DATASET ENTRIES.
use crate::{
    step::{self, Channel, Length, Step, StepError, Transition},
    transport::{Rank, Transport, TransportError, MASTER_RANK},
};
use std::{
    collections::HashMap,
    thread::{self, ThreadId},
};
use thiserror::Error;
use tracing::{debug, error, info, trace};

pub type TaskId = i32;

#[derive(Debug, Error)]
pub enum MasterError {
    #[error(transparent)]
    Transport(#[from] TransportError),
    #[error(transparent)]
    Step(#[from] StepError),
    #[error("The coordinator must run on rank {MASTER_RANK}, not on rank {0}")]
    NotCoordinator(Rank),
    #[error("All transport calls must be made from the thread that initialized the coordinator")]
    WrongThread,
    #[error("Slot {thread} of rank {rank} is not addressable")]
    InvalidSlot { rank: Rank, thread: usize },
    #[error("Slot {thread} of rank {rank} is still running task {task}")]
    SlotBusy {
        rank: Rank,
        thread: usize,
        task: TaskId,
    },
    #[error("Task {0} is already running")]
    DuplicateTask(TaskId),
    #[error("Task {0} is not running")]
    UnknownTask(TaskId),
    #[error("Cannot leave the task execution step with {0} task(s) in flight")]
    TasksInFlight(usize),
}

/// a task as seen by the orchestrator, addressed to one worker thread of one rank
#[derive(Debug, Clone, PartialEq, Eq)]
pub struct MpiTask {
    pub id: TaskId,
    pub rank: Rank,
    pub thread: usize,
    pub message: Vec<u8>,
    pub result: Option<Vec<u8>>,
}

impl MpiTask {
    pub fn new(id: TaskId, rank: Rank, thread: usize, message: Vec<u8>) -> Self {
        Self {
            id,
            rank,
            thread,
            message,
            result: None,
        }
    }
}

enum ReceiveState<T: Transport> {
    Length(T::ReceiveRequest),
    Buffer {
        request: T::ReceiveRequest,
        length: usize,
    },
}

/// in-flight transfers of one dispatched task
struct TaskContext<T: Transport> {
    rank: Rank,
    thread: usize,
    length_send: Option<T::SendRequest>,
    buffer_send: Option<T::SendRequest>,
    receive: ReceiveState<T>,
}

/// Dispatches tasks to the worker ranks and collects their results without blocking
///
/// The orchestrator picks the (rank, thread) slot of every task, the coordinator only checks that
/// a slot never carries two tasks at once.
pub struct Coordinator<T: Transport> {
    transport: T,
    cores_per_rank: usize,
    step: Step,
    owner: ThreadId,
    contexts: HashMap<TaskId, TaskContext<T>>,
    busy_slots: HashMap<(Rank, usize), TaskId>,
}

impl<T: Transport> Coordinator<T> {
    /// wait for every worker rank to start, the calling thread becomes the transport owner
    pub fn init(transport: T, cores_per_rank: usize) -> Result<Self, MasterError> {
        step::check_cores(cores_per_rank)?;

        let rank = transport.rank();
        if rank != MASTER_RANK {
            return Err(MasterError::NotCoordinator(rank));
        }

        debug!(
            processor = transport.processor_name(),
            size = transport.size(),
            "waiting for the worker ranks to start"
        );
        transport.barrier()?;

        info!(
            size = transport.size(),
            version = transport.version(),
            "coordinator started"
        );

        Ok(Self {
            transport,
            cores_per_rank,
            step: Step::CommonFilesBroadcast,
            owner: thread::current().id(),
            contexts: HashMap::new(),
            busy_slots: HashMap::new(),
        })
    }

    /// number of ranks, coordinator included
    pub fn cluster_size(&self) -> usize {
        self.transport.size()
    }

    pub fn version(&self) -> String {
        self.transport.version()
    }

    pub fn cores_per_rank(&self) -> usize {
        self.cores_per_rank
    }

    pub fn step(&self) -> Step {
        self.step
    }

    /// number of tasks whose result has not been collected yet
    pub fn running_count(&self) -> usize {
        self.contexts.len()
    }

    pub fn transport(&self) -> &T {
        &self.transport
    }

    fn check_thread(&self) -> Result<(), MasterError> {
        if thread::current().id() == self.owner {
            Ok(())
        } else {
            Err(MasterError::WrongThread)
        }
    }

    /// Abort the whole transport group
    ///
    /// Every worker rank fails with `TransportError::Aborted` instead of waiting for a coordinator
    /// that will not come back.
    pub fn abort(&self) {
        self.transport.abort(-1);
    }

    /// protocol and transport failures are fatal to the cluster
    fn escalate<V>(&self, result: Result<V, MasterError>) -> Result<V, MasterError> {
        result.map_err(|error| {
            error!(error = ?error, "Coordinator failed: {error}");
            self.abort();

            error
        })
    }

    fn ensure_step(&mut self, next: Step) -> Result<(), MasterError> {
        let result = self.switch_step(next);
        self.escalate(result)
    }

    fn switch_step(&mut self, next: Step) -> Result<(), MasterError> {
        let transition = self.step.transition(next)?;

        match transition {
            Transition::Stay => return Ok(()),
            Transition::Broadcast(sentinel) => {
                debug!("switching worker ranks to {next}");

                let mut length = sentinel.to_le_bytes();
                self.transport.broadcast(MASTER_RANK, &mut length)?;
            }
            Transition::DrainSlots(sentinel) => {
                if !self.contexts.is_empty() {
                    return Err(MasterError::TasksInFlight(self.contexts.len()));
                }

                debug!("switching worker threads to {next}");

                let length = sentinel.to_le_bytes();
                for rank in 1..self.transport.size() as Rank {
                    for thread in 0..self.cores_per_rank {
                        self.transport
                            .send(rank, Channel::JobLength.tag(thread), &length)?;
                    }
                }

                self.transport.barrier()?;
            }
        }

        self.step = next;

        Ok(())
    }

    fn check_slot(&self, task: &MpiTask) -> Result<(), MasterError> {
        if task.rank <= MASTER_RANK
            || task.rank as usize >= self.transport.size()
            || task.thread >= self.cores_per_rank
        {
            return Err(MasterError::InvalidSlot {
                rank: task.rank,
                thread: task.thread,
            });
        }

        if self.contexts.contains_key(&task.id) {
            return Err(MasterError::DuplicateTask(task.id));
        }

        match self.busy_slots.get(&(task.rank, task.thread)) {
            Some(running) => Err(MasterError::SlotBusy {
                rank: task.rank,
                thread: task.thread,
                task: *running,
            }),
            None => Ok(()),
        }
    }

    /// Post the length and payload of every task and the receive of its result length
    ///
    /// Never waits for any transfer to complete.
    #[tracing::instrument(level = "debug", skip_all, fields(count = tasks.len()))]
    pub fn start_tasks(&mut self, tasks: &[MpiTask]) -> Result<(), MasterError> {
        self.check_thread()?;
        self.ensure_step(Step::TasksExecution)?;

        for task in tasks {
            self.check_slot(task)?;

            trace!(
                task = task.id,
                rank = task.rank,
                thread = task.thread,
                "starting task"
            );

            let length = Length::encode(task.message.len())?;
            let posted = self.post_task(task, length);
            let context = self.escalate(posted)?;

            self.contexts.insert(task.id, context);
            self.busy_slots.insert((task.rank, task.thread), task.id);
        }

        Ok(())
    }

    fn post_task(&self, task: &MpiTask, length: [u8; 4]) -> Result<TaskContext<T>, MasterError> {
        let length_send = self.transport.immediate_send(
            task.rank,
            Channel::JobLength.tag(task.thread),
            length.to_vec(),
        )?;
        let buffer_send = self.transport.immediate_send(
            task.rank,
            Channel::JobBuffer.tag(task.thread),
            task.message.clone(),
        )?;
        let receive = self
            .transport
            .immediate_receive(task.rank, Channel::ResultLength.tag(task.thread))?;

        Ok(TaskContext {
            rank: task.rank,
            thread: task.thread,
            length_send: Some(length_send),
            buffer_send: Some(buffer_send),
            receive: ReceiveState::Length(receive),
        })
    }

    /// advance the transfers of one task, the result once fully received
    fn poll(transport: &T, context: &mut TaskContext<T>) -> Result<Option<Vec<u8>>, MasterError> {
        match context.receive {
            ReceiveState::Length(ref mut request) => {
                let Some(bytes) = transport.test_receive(request)? else {
                    return Ok(None);
                };
                let length = match Length::decode(&bytes)? {
                    Length::Bytes(length) => length,
                    Length::Switch(step) => return Err(StepError::UnexpectedStep(step).into()),
                };

                // the worker answered, so it consumed both messages of the task
                for request in [context.length_send.take(), context.buffer_send.take()]
                    .into_iter()
                    .flatten()
                {
                    transport.wait_send(request)?;
                }

                let request = transport
                    .immediate_receive(context.rank, Channel::ResultBuffer.tag(context.thread))?;
                context.receive = ReceiveState::Buffer { request, length };

                Ok(None)
            }
            ReceiveState::Buffer {
                ref mut request,
                length,
            } => match transport.test_receive(request)? {
                Some(bytes) if bytes.len() != length => Err(TransportError::LengthMismatch {
                    expected: length,
                    actual: bytes.len(),
                }
                .into()),
                received => Ok(received),
            },
        }
    }

    /// Move every task of `running` whose result has arrived into `completed`
    ///
    /// Unfinished tasks stay in `running` in their original order, also when an error interrupts the
    /// check. An empty `running` list is a no-op that does not touch the transport.
    pub fn check_tasks_completion(
        &mut self,
        running: &mut Vec<MpiTask>,
        completed: &mut Vec<MpiTask>,
    ) -> Result<(), MasterError> {
        self.check_thread()?;

        if running.is_empty() {
            return Ok(());
        }

        let expected = self.step.expect(Step::TasksExecution).map_err(MasterError::from);
        self.escalate(expected)?;

        let mut index = 0;
        while index < running.len() {
            let id = running[index].id;
            let context = self
                .contexts
                .get_mut(&id)
                .ok_or(MasterError::UnknownTask(id))?;

            let polled = Self::poll(&self.transport, context);
            match self.escalate(polled)? {
                Some(result) => {
                    trace!(task = id, bytes = result.len(), "task completed");

                    if let Some(context) = self.contexts.remove(&id) {
                        self.busy_slots.remove(&(context.rank, context.thread));
                    }

                    let mut task = running.remove(index);
                    task.result = Some(result);
                    completed.push(task);
                }
                None => index += 1,
            }
        }

        Ok(())
    }

    /// send a run scoped file chunk to every worker rank and wait until all of them stored it
    #[tracing::instrument(level = "debug", skip_all, fields(bytes = file.len()))]
    pub fn broadcast_common_file(&mut self, file: &[u8]) -> Result<(), MasterError> {
        self.check_thread()?;
        let mut length = Length::encode(file.len())?;
        self.ensure_step(Step::CommonFilesBroadcast)?;

        let broadcast = self.broadcast_chunk(&mut length, file);
        self.escalate(broadcast)
    }

    fn broadcast_chunk(&self, length: &mut [u8; 4], file: &[u8]) -> Result<(), MasterError> {
        self.transport.broadcast(MASTER_RANK, length)?;

        let mut payload = file.to_vec();
        self.transport.broadcast(MASTER_RANK, &mut payload)?;

        self.transport.barrier()?;

        Ok(())
    }

    /// Switch every rank to the shutdown step and finalize the transport
    ///
    /// A coordinator that cannot switch, tasks still in flight included, aborts the transport group.
    pub fn shutdown(mut self) -> Result<(), MasterError> {
        debug!("stopping");

        self.ensure_step(Step::Shutdown)?;
        self.transport.finalize()?;

        debug!("stopped");

        Ok(())
    }
}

TASK TO COMPLETE. The required answer is the run of lines above, starting at the line with "self.escalate(expected)?;" and ending at the line with "if let Some(context)", reproduced exactly with both ends.

TASK RESPONSE.
        self.escalate(expected)?;

        let mut index = 0;
        while index < running.len() {
            let id = running[index].id;
            let context = self
                .contexts
                .get_mut(&id)
                .ok_or(MasterError::UnknownTask(id))?;

            let polled = Self::poll(&self.transport, context);
            match self.escalate(polled)? {
                Some(result) => {
                    trace!(task = id, bytes = result.len(), "task completed");

                    if let Some(context) = self.contexts.remove(&id) {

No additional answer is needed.